DELETE FROM role_membership WHERE member_id = 123

Instead, it deletes specific rows based on data read before:

DELETE FROM role_membership WHERE member_id = 123 AND group_id = 456
DELETE FROM role_membership WHERE member_id = 123 AND group_id = 789

If a user is added to a new group, the following race condition can occur when two overlapping OAuth requests are handled:

t Request 1 Request 2
1 Begin transaction
2 Fetch role memberships for user (Group A, Group B)
3 End transaction
4 Begin transaction
5 Fetch role memberships for user (Group A, Group B)
6 End transaction
7 Begin transaction
8 Delete role memberships for user (Group A, Group B)
9 Insert new role memberships (Group A, Group B, Group C)
10 End transaction
11 Begin transaction
12 Delete role memberships for user (Group A, Group B)
13 Insert new role memberships (Group A, Group B, Group C)
14 End transaction

As a result, the role membership for Group C is stored twice.

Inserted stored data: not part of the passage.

//! Configuration using Figment
//!
//! Configuration is loaded from:
//! 1. A TOML file (base configuration, `config/spim.toml` by default)
//! 2. Environment variables prefixed with `SPIM_DAQ_`, with `__` separating
//!    nested keys
//!
//! # Example
//! ```no_run
//! use spim_daq::config::SpimConfig;
//!
//! # fn main() -> Result<(), Box<dyn std::error::Error>> {
//! let config = SpimConfig::load()?;
//! config.validate()?;
//! println!("Acquiring {} timepoints", config.acquisition.timepoints);
//! # Ok(())
//! # }
//! ```
//!
//! `SPIM_DAQ_OUTPUT__MEMORY_QUOTA=0.5` overrides `output.memory_quota`.

use figment::{
    providers::{Env, Format, Toml},
    Figment,
};
use serde::{Deserialize, Serialize};
use std::path::{Path, PathBuf};
use std::time::Duration;

use crate::data::async_output::AsyncOutputConfig;
use crate::error::{AppResult, DaqError};
use crate::experiment::anti_drift::CentroidParams;
use crate::experiment::params::IlluminationPolicy;
use crate::experiment::row::Row;

/// Default configuration file.
pub const DEFAULT_CONFIG_PATH: &str = "config/spim.toml";

/// Top-level configuration
#[derive(Debug, Clone, Default, Serialize, Deserialize)]
#[serde(default)]
pub struct SpimConfig {
    /// Application settings
    pub application: ApplicationConfig,
    /// What to acquire
    pub acquisition: AcquisitionConfig,
    /// Where frames go
    pub output: OutputConfig,
    /// Drift compensation
    pub anti_drift: AntiDriftConfig,
    /// Simulated instrument
    pub instrument: InstrumentConfig,
}

/// Application-level configuration
#[derive(Debug, Clone, Serialize, Deserialize)]
pub struct ApplicationConfig {
    /// Application name
    #[serde(default = "default_name")]
    pub name: String,
    /// Logging level (trace, debug, info, warn, error)
    #[serde(default = "default_log_level")]
    pub log_level: String,
    /// Log output format (pretty, compact, json)
    #[serde(default = "default_log_format")]
    pub log_format: String,
}

impl Default for ApplicationConfig {
    fn default() -> Self {
        Self {
            name: default_name(),
            log_level: default_log_level(),
            log_format: default_log_format(),
        }
    }
}

/// Acquisition sequence configuration
#[derive(Debug, Clone, Serialize, Deserialize)]
pub struct AcquisitionConfig {
    /// Wait after each move, milliseconds
    #[serde(default)]
    pub settle_delay_ms: u64,
    /// Number of timepoints
    #[serde(default = "default_timepoints")]
    pub timepoints: usize,
    /// Interval between timepoint starts, seconds
    #[serde(default)]
    pub interval_seconds: f64,
    /// Sweep Z continuously for rows given as `start-end@speed`
    #[serde(default)]
    pub continuous: bool,
    /// Laser policy
    #[serde(default)]
    pub illumination: IlluminationPolicy,
    /// Log each frame as it arrives
    #[serde(default)]
    pub update_live: bool,
    /// Time each section of the run
    #[serde(default)]
    pub profile: bool,
    /// Rows: tables of axis name to value-set text, e.g. `{ x = 10, z = "0:2:20" }`
    #[serde(default)]
    pub rows: Vec<Row>,
    /// Pause polling interval, milliseconds
    #[serde(default = "default_pause_poll")]
    pub pause_poll_ms: u64,
}

impl Default for AcquisitionConfig {
    fn default() -> Self {
        Self {
            settle_delay_ms: 0,
            timepoints: default_timepoints(),
            interval_seconds: 0.0,
            continuous: false,
            illumination: IlluminationPolicy::default(),
            update_live: false,
            profile: false,
            rows: Vec::new(),
            pause_poll_ms: default_pause_poll(),
        }
    }
}

impl AcquisitionConfig {
    /// Settle delay as a duration.
    pub fn settle_delay(&self) -> Duration {
        Duration::from_millis(self.settle_delay_ms)
    }

    /// Timepoint interval as a duration, saturating at `Duration::MAX`.
    pub fn interval(&self) -> Duration {
        Duration::try_from_secs_f64(self.interval_seconds.max(0.0)).unwrap_or(Duration::MAX)
    }

    /// Pause polling interval as a duration.
    pub fn pause_poll(&self) -> Duration {
        Duration::from_millis(self.pause_poll_ms)
    }
}

/// Which handler receives the frames.
#[derive(Debug, Clone, Copy, PartialEq, Eq, Default, Serialize, Deserialize)]
#[serde(rename_all = "snake_case")]
pub enum HandlerKind {
    /// Keep every frame in memory
    #[default]
    Stack,
    /// Write one TIFF per frame
    Tiff,
}

/// Output pipeline configuration
#[derive(Debug, Clone, Serialize, Deserialize)]
pub struct OutputConfig {
    /// Output directory; also hosts spill files and the run summary
    #[serde(default)]
    pub directory: Option<PathBuf>,
    /// Handler kind
    #[serde(default)]
    pub handler: HandlerKind,
    /// Decouple storage from capture with the async wrapper
    #[serde(default = "default_true")]
    pub async_output: bool,
    /// Memory fraction above which frames spill to disk
    #[serde(default = "default_memory_quota")]
    pub memory_quota: f64,
    /// Disk fraction above which the producer drains the queue itself
    #[serde(default = "default_disk_quota")]
    pub disk_quota: f64,
    /// Freed-to-buffered ratio that triggers a reclaim
    #[serde(default = "default_freed_gc_ratio")]
    pub freed_gc_ratio: f64,
    /// Async queue bound
    #[serde(default = "default_queue_capacity")]
    pub queue_capacity: usize,
    /// Worker pause between messages mid-stack, milliseconds
    #[serde(default = "default_slowed_interval")]
    pub slowed_interval_ms: u64,
    /// Statistics logging interval, milliseconds (0 = disabled)
    #[serde(default)]
    pub monitor_interval_ms: u64,
    /// Bound on the final drain, seconds
    #[serde(default = "default_finalize_timeout")]
    pub finalize_timeout_secs: u64,
    /// File naming scheme for the TIFF handler
    #[serde(default = "default_naming_scheme")]
    pub naming_scheme: String,
    /// Spill directory (defaults to `<directory>/async-temp`)
    #[serde(default)]
    pub temp_dir: Option<PathBuf>,
}

impl Default for OutputConfig {
    fn default() -> Self {
        Self {
            directory: None,
            handler: HandlerKind::default(),
            async_output: true,
            memory_quota: default_memory_quota(),
            disk_quota: default_disk_quota(),
            freed_gc_ratio: default_freed_gc_ratio(),
            queue_capacity: default_queue_capacity(),
            slowed_interval_ms: default_slowed_interval(),
            monitor_interval_ms: 0,
            finalize_timeout_secs: default_finalize_timeout(),
            naming_scheme: default_naming_scheme(),
            temp_dir: None,
        }
    }
}

impl OutputConfig {
    /// Tuning for the async wrapper.
    pub fn async_config(&self) -> AsyncOutputConfig {
        AsyncOutputConfig {
            memory_quota: self.memory_quota,
            disk_quota: self.disk_quota,
            freed_gc_ratio: self.freed_gc_ratio,
            queue_capacity: self.queue_capacity,
            slowed_interval: Duration::from_millis(self.slowed_interval_ms),
            finalize_timeout: Duration::from_secs(self.finalize_timeout_secs),
            monitor_interval: (self.monitor_interval_ms > 0)
                .then(|| Duration::from_millis(self.monitor_interval_ms)),
        }
    }
}

/// Drift compensation configuration
#[derive(Debug, Clone, Default, Serialize, Deserialize)]
pub struct AntiDriftConfig {
    /// Enable drift compensation
    #[serde(default)]
    pub enabled: bool,
    /// Centroid tuning
    #[serde(flatten)]
    pub centroid: CentroidParams,
}

/// Simulated instrument configuration
#[derive(Debug, Clone, Serialize, Deserialize)]
pub struct InstrumentConfig {
    /// Camera pixel size at the sample, microns
    #[serde(default = "default_pixel_size")]
    pub pixel_size_um: f64,
    /// Camera width, pixels
    #[serde(default = "default_camera_size")]
    pub camera_width: u32,
    /// Camera height, pixels
    #[serde(default = "default_camera_size")]
    pub camera_height: u32,
    /// Camera exposure, milliseconds
    #[serde(default = "default_exposure")]
    pub exposure_ms: u64,
    /// Stage travel velocity, microns per second
    #[serde(default = "default_stage_velocity")]
    pub stage_velocity_um_s: f64,
}

impl Default for InstrumentConfig {
    fn default() -> Self {
        Self {
            pixel_size_um: default_pixel_size(),
            camera_width: default_camera_size(),
            camera_height: default_camera_size(),
            exposure_ms: default_exposure(),
            stage_velocity_um_s: default_stage_velocity(),
        }
    }
}

// Default value functions
fn default_name() -> String {
    "SPIM DAQ".to_string()
}

fn default_log_level() -> String {
    "info".to_string()
}

fn default_log_format() -> String {
    "pretty".to_string()
}

fn default_timepoints() -> usize {
    1
}

fn default_pause_poll() -> u64 {
    20
}

fn default_true() -> bool {
    true
}

fn default_memory_quota() -> f64 {
    0.75
}

fn default_disk_quota() -> f64 {
    0.9
}

fn default_freed_gc_ratio() -> f64 {
    0.5
}

fn default_queue_capacity() -> usize {
    1024
}

fn default_slowed_interval() -> u64 {
    250
}

fn default_finalize_timeout() -> u64 {
    300
}

fn default_naming_scheme() -> String {
    "spim_TL$(TP)_Angle$(A)_S$(S).tiff".to_string()
}

fn default_pixel_size() -> f64 {
    1.0
}

fn default_camera_size() -> u32 {
    64
}

fn default_exposure() -> u64 {
    10
}

fn default_stage_velocity() -> f64 {
    1000.0
}

impl SpimConfig {
    /// Load configuration from the default file and environment variables
    pub fn load() -> Result<Self, figment::Error> {
        Self::load_from(DEFAULT_CONFIG_PATH)
    }

    /// Load configuration from a specific file path
    ///
    /// A missing file is not an error; defaults and environment variables
    /// still apply.
    pub fn load_from<P: AsRef<Path>>(path: P) -> Result<Self, figment::Error> {
        Figment::new()
            .merge(Toml::file(path.as_ref()))
            .merge(Env::prefixed("SPIM_DAQ_").split("__"))
            .extract()
    }

    /// Load and validate.
    pub fn load_validated<P: AsRef<Path>>(path: P) -> AppResult<Self> {
        let config = Self::load_from(path)?;
        config.validate().map_err(DaqError::Configuration)?;
        Ok(config)
    }

    /// Validate configuration after loading
    pub fn validate(&self) -> Result<(), String> {
        let valid_levels = ["trace", "debug", "info", "warn", "error"];
        if !valid_levels.contains(&self.application.log_level.to_lowercase().as_str()) {
            return Err(format!(
                "Invalid log_level '{}'. Must be one of: {}",
                self.application.log_level,
                valid_levels.join(", ")
            ));
        }

        let valid_formats = ["pretty", "compact", "json"];
        if !valid_formats.contains(&self.application.log_format.as_str()) {
            return Err(format!(
                "Invalid log_format '{}'. Must be one of: {}",
                self.application.log_format,
                valid_formats.join(", ")
            ));
        }

        self.output
            .async_config()
            .validate()
            .map_err(|e| e.to_string())?;

        if self.acquisition.timepoints == 0 {
            return Err("acquisition.timepoints must be at least 1".to_string());
        }
        if !(self.acquisition.interval_seconds.is_finite()
            && self.acquisition.interval_seconds >= 0.0)
        {
            return Err(format!(
                "acquisition.interval_seconds must be a finite, non-negative number, got {}",
                self.acquisition.interval_seconds
            ));
        }
        if self.acquisition.pause_poll_ms == 0 {
            return Err("acquisition.pause_poll_ms must be positive".to_string());
        }
        if self.acquisition.continuous && self.anti_drift.enabled {
            return Err("No continuous acquisition with anti-drift".to_string());
        }
        if self.instrument.pixel_size_um <= 0.0 {
            return Err(format!(
                "instrument.pixel_size_um must be positive, got {}",
                self.instrument.pixel_size_um
            ));
        }
        if self.output.handler == HandlerKind::Tiff && self.output.directory.is_none() {
            return Err("output.directory is required for the tiff handler".to_string());
        }

        Ok(())
    }
}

tillprochaska added a commit that referenced this issue Jul 17, 2024
This likely isn't the root cause for #3811, but it will help with debugging in the future.
tillprochaska added a commit that referenced this issue Jul 17, 2024
While this doesn't fix the root cause for #3811, it ensures that this error doesn't result in inconsistent data that have previously permanently blocked users from sign-in. Having sensible constraints on tables is a good idea anyway.
tillprochaska added a commit that referenced this issue Nov 4, 2024
* Make name/email customizable in OAuth mocks

* Fix OAuth test setup

This was an oversight and should have always called `super().setUp()` instead of `super().setUpClass()`. This didn’t fail when running tests for the entire file (`pytest test_sessions_api.py`), but it did always fail when running individual tests (`pytest test_sessions_api.py -k oauth_callback`).

* Test OAuth group sync

* Log warning when trying to add duplicate role membership

This likely isn't the root cause for #3811, but it will help with debugging in the future.

* Add primary key constraint on `role_membership` table

While this doesn't fix the root cause for #3811, it ensures that this error doesn't result in inconsistent data that have previously permanently blocked users from sign-in. Having sensible constraints on tables is a good idea anyway.